◆ WHAT TO DO
Repeat each of these records exactly.
━━ DATA EXTRACTS
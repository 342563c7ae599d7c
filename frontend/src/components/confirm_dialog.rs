use leptos::ev::KeyboardEvent;
use leptos::*;

#[component]
pub fn ConfirmDialog(
    #[prop(into)] is_open: Signal<bool>,
    #[prop(into)] title: MaybeSignal<String>,
    #[prop(into)] message: MaybeSignal<String>,
    on_confirm: Callback<()>,
    on_cancel: Callback<()>,
    #[prop(optional, into)] confirm_label: Option<String>,
    #[prop(optional)] destructive: bool,
) -> impl IntoView {
    let confirm_class = if destructive {
        "rounded-md px-4 py-2 text-sm font-semibold bg-action-danger-bg text-action-danger-text hover:bg-action-danger-bg-hover"
    } else {
        "rounded-md px-4 py-2 text-sm font-semibold bg-action-primary-bg text-action-primary-text hover:bg-action-primary-bg-hover"
    };
    let confirm_label = confirm_label
        .filter(|label| !label.trim().is_empty())
        .unwrap_or_else(|| "Confirm".to_string());
    let title = Signal::derive(move || title.get());
    let message = Signal::derive(move || message.get());

    view! {
        <Show when=move || is_open.get()>
            <div class="fixed inset-0 z-[70] flex items-center justify-center p-4">
                <button
                    type="button"
                    aria-label="Close"
                    class="absolute inset-0 bg-overlay-backdrop"
                    on:click=move |_| on_cancel.call(())
                ></button>
                <div
                    class="relative z-[71] w-full max-w-md rounded-lg bg-surface-elevated shadow-xl border border-border p-6 space-y-4"
                    role="dialog"
                    aria-modal="true"
                    tabindex="-1"
                    on:keydown=move |ev: KeyboardEvent| {
                        if ev.key() == "Escape" {
                            ev.prevent_default();
                            on_cancel.call(());
                        }
                    }
                >
                    <h2 class="text-lg font-semibold text-fg">{move || title.get()}</h2>
                    <p class="text-sm text-fg-muted">{move || message.get()}</p>
                    <div class="flex justify-end gap-2">
                        <button
                            type="button"
                            class="rounded-md px-4 py-2 text-sm font-semibold bg-surface-muted text-fg"
                            on:click=move |_| on_cancel.call(())
                        >
                            "Cancel"
                        </button>
                        <button
                            type="button"
                            class=confirm_class
                            on:click=move |_| on_confirm.call(())
                        >
                            {confirm_label.clone()}
                        </button>
                    </div>
                </div>
            </div>
        </Show>
    }
}

#[cfg(all(test, not(target_arch = "wasm32")))]
mod host_tests {
    use super::*;
    use crate::test_support::ssr::render_to_string;

    #[test]
    fn open_dialog_renders_message_and_labels() {
        let html = render_to_string(move || {
            view! {
                <ConfirmDialog
                    is_open=Signal::derive(|| true)
                    title="Delete feedback"
                    message="This cannot be undone."
                    on_confirm=Callback::new(|_| {})
                    on_cancel=Callback::new(|_| {})
                    confirm_label="Delete"
                    destructive=true
                />
            }
        });
        assert!(html.contains("role=\"dialog\""));
        assert!(html.contains("This cannot be undone."));
        assert!(html.contains("Delete"));
        assert!(html.contains("Cancel"));
    }

    #[test]
    fn closed_dialog_renders_nothing() {
        let html = render_to_string(move || {
            view! {
                <ConfirmDialog
                    is_open=Signal::derive(|| false)
                    title="Delete feedback"
                    message="This cannot be undone."
                    on_confirm=Callback::new(|_| {})
                    on_cancel=Callback::new(|_| {})
                />
            }
        });
        assert!(!html.contains("role=\"dialog\""));
    }
}
pub mod absence;
pub mod auth;
pub mod feedback;
pub mod profile;
pub mod resource;
pub mod scope;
━━━━
◆ WRITTEN ANSWER
repository 342563c7ae599d7c
filename frontend/src/components/confirm_dialog.rs
use leptos::ev::KeyboardEvent;
use leptos::*;

#[component]
pub fn ConfirmDialog(
    #[prop(into)] is_open: Signal<bool>,
    #[prop(into)] title: MaybeSignal<String>,
    #[prop(into)] message: MaybeSignal<String>,
    on_confirm: Callback<()>,
    on_cancel: Callback<()>,
    #[prop(optional, into)] confirm_label: Option<String>,
    #[prop(optional)] destructive: bool,
) -> impl IntoView {
    let confirm_class = if destructive {
        "rounded-md px-4 py-2 text-sm font-semibold bg-action-danger-bg text-action-danger-text hover:bg-action-danger-bg-hover"
    } else {
        "rounded-md px-4 py-2 text-sm font-semibold bg-action-primary-bg text-action-primary-text hover:bg-action-primary-bg-hover"
    };
    let confirm_label = confirm_label
        .filter(|label| !label.trim().is_empty())
        .unwrap_or_else(|| "Confirm".to_string());
    let title = Signal::derive(move || title.get());
    let message = Signal::derive(move || message.get());

    view! {
        <Show when=move || is_open.get()>
            <div class="fixed inset-0 z-[70] flex items-center justify-center p-4">
                <button
                    type="button"
                    aria-label="Close"
                    class="absolute inset-0 bg-overlay-backdrop"
                    on:click=move |_| on_cancel.call(())
                ></button>
                <div
                    class="relative z-[71] w-full max-w-md rounded-lg bg-surface-elevated shadow-xl border border-border p-6 space-y-4"
                    role="dialog"
                    aria-modal="true"
                    tabindex="-1"
                    on:keydown=move |ev: KeyboardEvent| {
                        if ev.key() == "Escape" {
                            ev.prevent_default();
                            on_cancel.call(());
                        }
                    }
                >
                    <h2 class="text-lg font-semibold text-fg">{move || title.get()}</h2>
                    <p class="text-sm text-fg-muted">{move || message.get()}</p>
                    <div class="flex justify-end gap-2">
                        <button
                            type="button"
                            class="rounded-md px-4 py-2 text-sm font-semibold bg-surface-muted text-fg"
                            on:click=move |_| on_cancel.call(())
                        >
                            "Cancel"
                        </button>
                        <button
                            type="button"
                            class=confirm_class
                            on:click=move |_| on_confirm.call(())
                        >
                            {confirm_label.clone()}
                        </button>
                    </div>
                </div>
            </div>
        </Show>
    }
}

#[cfg(all(test, not(target_arch = "wasm32")))]
mod host_tests {
    use super::*;
    use crate::test_support::ssr::render_to_string;

    #[test]
    fn open_dialog_renders_message_and_labels() {
        let html = render_to_string(move || {
            view! {
                <ConfirmDialog
                    is_open=Signal::derive(|| true)
                    title="Delete feedback"
                    message="This cannot be undone."
                    on_confirm=Callback::new(|_| {})
                    on_cancel=Callback::new(|_| {})
                    confirm_label="Delete"
                    destructive=true
                />
            }
        });
        assert!(html.contains("role=\"dialog\""));
        assert!(html.contains("This cannot be undone."));
        assert!(html.contains("Delete"));
        assert!(html.contains("Cancel"));
    }

    #[test]
    fn closed_dialog_renders_nothing() {
        let html = render_to_string(move || {
            view! {
                <ConfirmDialog
                    is_open=Signal::derive(|| false)
                    title="Delete feedback"
                    message="This cannot be undone."
                    on_confirm=Callback::new(|_| {})
                    on_cancel=Callback::new(|_| {})
                />
            }
        });
        assert!(!html.contains("role=\"dialog\""));
    }
}
pub mod absence;
pub mod auth;
pub mod feedback;
pub mod profile;
pub mod resource;
pub mod scope;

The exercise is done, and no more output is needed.